In March 2010, my wife Lora went for a routine OB exam, for the first time in several years. We had moved north to New Hampshire from Kentucky, chasing a career opportunity working for Dean Kamen, a well known inventor. She simply hadn’t made the time to seek out a new local Dr. and while not having any health issues, put it off. A good friend recommended a mid-wife with whom she was comfortable. Lora was pleased with the visit and everything came back well, or so it seemed. She (Lora) had mentioned in passing to the mid-wife that it had been nearly four years since last she had a checkup. The mid-wife aptly recommended a few routine tests including a blood cell count. Having been home several days and fully enveloped in our families’ daily routine, Lora received a call from this mid-wife on her cell phone. It was stated that everything was normal, with the exception of her white count being a bit low. She recommended Lora see a family Dr. to follow up, as this wasn’t her specialty. This brings us to Dr. Dan.

Monday, June 14, 2010

Were not in KY anymore......

Well, well, well. How did we end up here? Honestly, I can't say completely, and it will take quite a few posts to try and explain what has led me to A: move to New Hampshire, B: write this blog, and C: sit and watch my wife take her very first dose of chemo-therapy.
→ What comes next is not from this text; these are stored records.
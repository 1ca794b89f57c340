//! Terminal front end for the agent proxy.
//!
//! Every stdin line is sent to the agent. Ctrl-C while a request is in
//! flight cancels it; Ctrl-C at the prompt or Ctrl-D exits.

use std::sync::Arc;

use chat_relay::agent::{run_console, AgentSession, HttpAgentTransport};
use chat_relay::config::{AgentConfig, LogConfig};
use tokio::io::BufReader;

#[tokio::main]
async fn main() -> Result<(), Box<dyn std::error::Error>> {
    dotenvy::dotenv().ok();
    LogConfig::from_env().init_tracing();

    let config = AgentConfig::from_env();
    let session = Arc::new(AgentSession::new(HttpAgentTransport::new(&config.endpoint)?));
    println!(
        "Connected to {} (Ctrl-C cancels a pending request, or exits at the prompt)",
        config.endpoint
    );

    run_console(
        session,
        BufReader::new(tokio::io::stdin()),
        tokio::io::stdout(),
        || async {
            if let Err(e) = tokio::signal::ctrl_c().await {
                tracing::error!(error = %e, "failed to listen for Ctrl-C");
                std::future::pending::<()>().await;
            }
        },
    )
    .await?;

    Ok(())
}
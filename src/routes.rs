// Route definitions

use crate::handlers::{self, rejection};
use crate::relay::RelayService;
use crate::upload::{UploadConfig, MAX_UPLOAD_BYTES};
use std::convert::Infallible;
use std::sync::Arc;
use warp::Filter;

/// Largest accepted `POST /messages` body
pub const MESSAGE_BODY_LIMIT: u64 = 64 * 1024;

/// Multipart overhead allowed on top of the file size limit, so that an
/// oversized file still reaches validation and gets its message.
pub const MULTIPART_SLACK: u64 = 1024 * 1024;

pub fn configure_routes(
    service: Arc<RelayService>,
    uploads: Arc<UploadConfig>,
) -> impl Filter<Extract = impl warp::Reply, Error = Infallible> + Clone {
    // GET /messages
    let get_messages = warp::path("messages")
        .and(warp::path::end())
        .and(warp::get())
        .and(with_service(service.clone()))
        .and_then(handlers::get_messages_handler);

    // POST /messages
    let message_body = warp::body::content_length_limit(MESSAGE_BODY_LIMIT)
        .and(warp::body::bytes())
        .or_else(rejection::reject_message_body);
    let post_message = warp::path("messages")
        .and(warp::path::end())
        .and(warp::post())
        .and(with_service(service))
        .and(message_body)
        .and_then(handlers::post_message_handler);

    // POST /files/upload
    let upload_form = warp::multipart::form()
        .max_length(MAX_UPLOAD_BYTES as u64 + MULTIPART_SLACK)
        .or_else(rejection::reject_upload_form);
    let upload = warp::path!("files" / "upload")
        .and(warp::post())
        .and(warp::any().map(move || uploads.clone()))
        .and(upload_form)
        .and_then(handlers::upload_handler);

    // Combine routes; every rejection becomes a JSON error body
    get_messages
        .or(post_message)
        .or(upload)
        .recover(handlers::handle_rejection)
}

fn with_service(
    service: Arc<RelayService>,
) -> impl Filter<Extract = (Arc<RelayService>,), Error = Infallible> + Clone {
    warp::any().map(move || service.clone())
}
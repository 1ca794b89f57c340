// Rejection recovery: every error reply is a JSON `{"error": ...}` body

use crate::error::{INTERNAL_SERVER_ERROR, MISSING_FIELDS};
use crate::models::ErrorBody;
use crate::upload::{FILE_TOO_LARGE, UPLOAD_FAILED};
use std::convert::Infallible;
use warp::http::StatusCode;
use warp::reject::{LengthRequired, MethodNotAllowed, PayloadTooLarge, Reject};
use warp::{Rejection, Reply};

/// A request body a route refused before its handler ran
#[derive(Debug)]
pub struct BodyRejected {
    pub status: StatusCode,
    pub message: &'static str,
}

impl Reject for BodyRejected {}

fn body_rejected(status: StatusCode, message: &'static str) -> Rejection {
    warp::reject::custom(BodyRejected { status, message })
}

fn is_size_rejection(rejection: &Rejection) -> bool {
    rejection.find::<PayloadTooLarge>().is_some() || rejection.find::<LengthRequired>().is_some()
}

/// Body limits on `POST /messages` are validation failures
pub async fn reject_message_body(rejection: Rejection) -> Result<(bytes::Bytes,), Rejection> {
    if is_size_rejection(&rejection) {
        Err(body_rejected(StatusCode::BAD_REQUEST, MISSING_FIELDS))
    } else {
        Err(rejection)
    }
}

/// An oversized upload reports the size rule; any other form failure is a
/// processing error.
pub async fn reject_upload_form(
    rejection: Rejection,
) -> Result<(warp::multipart::FormData,), Rejection> {
    if is_size_rejection(&rejection) {
        Err(body_rejected(StatusCode::BAD_REQUEST, FILE_TOO_LARGE))
    } else {
        tracing::error!(?rejection, "multipart form rejected");
        Err(body_rejected(StatusCode::INTERNAL_SERVER_ERROR, UPLOAD_FAILED))
    }
}

pub async fn handle_rejection(rejection: Rejection) -> Result<warp::reply::Response, Infallible> {
    let (status, message) = if let Some(body) = rejection.find::<BodyRejected>() {
        (body.status, body.message)
    } else if rejection.is_not_found() {
        (StatusCode::NOT_FOUND, "Not Found")
    } else if rejection.find::<MethodNotAllowed>().is_some() {
        (StatusCode::METHOD_NOT_ALLOWED, "Method Not Allowed")
    } else {
        tracing::error!(?rejection, "unhandled rejection");
        (StatusCode::INTERNAL_SERVER_ERROR, INTERNAL_SERVER_ERROR)
    };

    Ok(warp::reply::with_status(warp::reply::json(&ErrorBody::new(message)), status).into_response())
}
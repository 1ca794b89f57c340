//! Provider trait for LLM implementations

use async_trait::async_trait;

use super::error::LlmError;

/// Interface the relay uses to obtain a reply for a message
#[async_trait]
pub trait LlmProvider: Send + Sync {
    /// Send one message and wait for the complete (non-streaming) reply text
    async fn chat(&self, message: &str) -> Result<String, LlmError>;
}

/// Ask the provider for a reply, substituting the fixed fallback text when
/// the call fails. Never returns an error.
pub async fn reply_or_fallback(provider: &dyn LlmProvider, message: &str) -> String {
    match provider.chat(message).await {
        Ok(text) => text,
        Err(e) => {
            tracing::warn!(error = %e, "LLM call failed; storing fallback reply");
            e.fallback_text().to_string()
        }
    }
}
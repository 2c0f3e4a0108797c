use crate::core::issuer::LabelIssuer;
use crate::domain::model::{IssueResult, ShippingMethod};
use crate::domain::ports::{
    ClickPostGateway, LabelRepository, OrderRepository, YamatoGateway,
};
use crate::utils::error::{IssueError, Result};

/// Duplicate issuance is allowed but flagged; the message matches what the
/// order pages show operators.
const DUPLICATE_WARNING: &str = "同一注文に既存の伝票があります（重複発行）";

#[derive(Debug, Clone)]
pub struct IssueRequest {
    pub order_id: String,
    pub shipping_method: String,
}

/// The only caller of the dispatcher. Validates order state and input,
/// flags (without blocking) pre-existing labels, persists the result.
/// No retries here: a gateway failure propagates unchanged, and the caller
/// re-runs the whole use case if it wants another attempt.
pub struct IssueLabelUseCase<C, Y, OR, LR> {
    issuer: LabelIssuer<C, Y>,
    orders: OR,
    labels: LR,
}

impl<C, Y, OR, LR> IssueLabelUseCase<C, Y, OR, LR>
where
    C: ClickPostGateway,
    Y: YamatoGateway,
    OR: OrderRepository,
    LR: LabelRepository,
{
    pub fn new(issuer: LabelIssuer<C, Y>, orders: OR, labels: LR) -> Self {
        Self {
            issuer,
            orders,
            labels,
        }
    }

    pub async fn execute(&self, request: IssueRequest) -> Result<IssueResult> {
        let order = self
            .orders
            .find_by_id(&request.order_id)
            .await?
            .ok_or_else(|| IssueError::OrderNotFound {
                order_id: request.order_id.clone(),
            })?;

        if !order.is_pending() {
            return Err(IssueError::InvalidOperation {
                message: format!(
                    "order {} is not pending and cannot be issued a label",
                    order.id
                ),
            });
        }

        let method: ShippingMethod = request.shipping_method.parse()?;

        // Advisory only: a concurrent issuance can still slip past this read.
        // Re-issuance is a supported operation, so existing labels warn, not
        // block.
        let existing = self.labels.find_by_order_id(&order.id).await?;
        let mut warnings = Vec::new();
        if !existing.is_empty() {
            tracing::warn!(
                "Order {} already has {} label(s), issuing another",
                order.id,
                existing.len()
            );
            warnings.push(DUPLICATE_WARNING.to_string());
        }

        tracing::info!("Issuing {} label for order {}", method, order.id);
        let label = self.issuer.issue(&order, method).await?;

        self.labels.save(&label).await?;
        tracing::info!("Label {} persisted for order {}", label.label_id(), order.id);

        Ok(IssueResult::from_label(&label, warnings))
    }
}
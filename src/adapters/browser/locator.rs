use crate::adapters::browser::{BrowserPage, ElementHandle};
use crate::utils::error::Result;
use std::time::Duration;

/// One candidate in a selector fallback chain. Candidate lists are kept in
/// order, oldest/most-specific markup first, so a carrier-side redesign
/// degrades to the next candidate instead of breaking the flow outright.
#[derive(Debug, Clone, PartialEq, Eq)]
pub enum Locator {
    Css(&'static str),
    XPath(&'static str),
}

impl Locator {
    /// WebDriver location strategy name.
    pub fn using(&self) -> &'static str {
        match self {
            Locator::Css(_) => "css selector",
            Locator::XPath(_) => "xpath",
        }
    }

    pub fn value(&self) -> &'static str {
        match self {
            Locator::Css(v) => v,
            Locator::XPath(v) => v,
        }
    }
}

impl std::fmt::Display for Locator {
    fn fmt(&self, f: &mut std::fmt::Formatter<'_>) -> std::fmt::Result {
        match self {
            Locator::Css(v) => write!(f, "css:{}", v),
            Locator::XPath(v) => write!(f, "xpath:{}", v),
        }
    }
}

/// Evaluates a fallback chain once: each candidate gets one bounded lookup,
/// the first hit wins. A candidate that errors or times out just yields to
/// the next one.
pub async fn find_any<P: BrowserPage + ?Sized>(
    page: &P,
    candidates: &[Locator],
    per_candidate: Duration,
) -> Result<Option<ElementHandle>> {
    for locator in candidates {
        match tokio::time::timeout(per_candidate, page.find(locator)).await {
            Ok(Ok(Some(element))) => {
                tracing::trace!("Locator hit: {}", locator);
                return Ok(Some(element));
            }
            Ok(Ok(None)) => continue,
            Ok(Err(e)) => {
                tracing::debug!("Locator {} errored, trying next: {}", locator, e);
                continue;
            }
            Err(_) => {
                tracing::trace!("Locator {} timed out after {:?}", locator, per_candidate);
                continue;
            }
        }
    }
    Ok(None)
}

/// Bounded polling loop over a fallback chain, for stage transitions that
/// render asynchronously. Returns `None` once the total budget is spent.
pub async fn wait_for_any<P: BrowserPage + ?Sized>(
    page: &P,
    candidates: &[Locator],
    total: Duration,
    poll_interval: Duration,
) -> Result<Option<ElementHandle>> {
    let deadline = tokio::time::Instant::now() + total;
    loop {
        if let Some(element) = find_any(page, candidates, poll_interval).await? {
            return Ok(Some(element));
        }
        if tokio::time::Instant::now() + poll_interval > deadline {
            return Ok(None);
        }
        tokio::time::sleep(poll_interval).await;
    }
}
I am going to use this blog for a few purposes. One is to obviously communicate details out to friends and family about our experiences and hurdles encountered and overcome during what will undoubtedly be the longest and most difficult period our lives together. Secondly, this may help ease the grimey inner demons I deal with as a primary care-giver of a "Cancer patient". I picked up a knack (or lack thereof) for writing a journal when I was in the military years ago. I found it helped take the edge off of what I found to be highly stressful situations. I haven't written in a journal or blogged (which didn't exist back then) since, and began again when this all started. Typing may not be as appeasing as writing, but we shall see if it is therapeutic enough to maintain. If not, I'll transcribe my mostly illegible notes to the blog after-the-fact. I welcome any comment and/or critisism about either content or penmanship.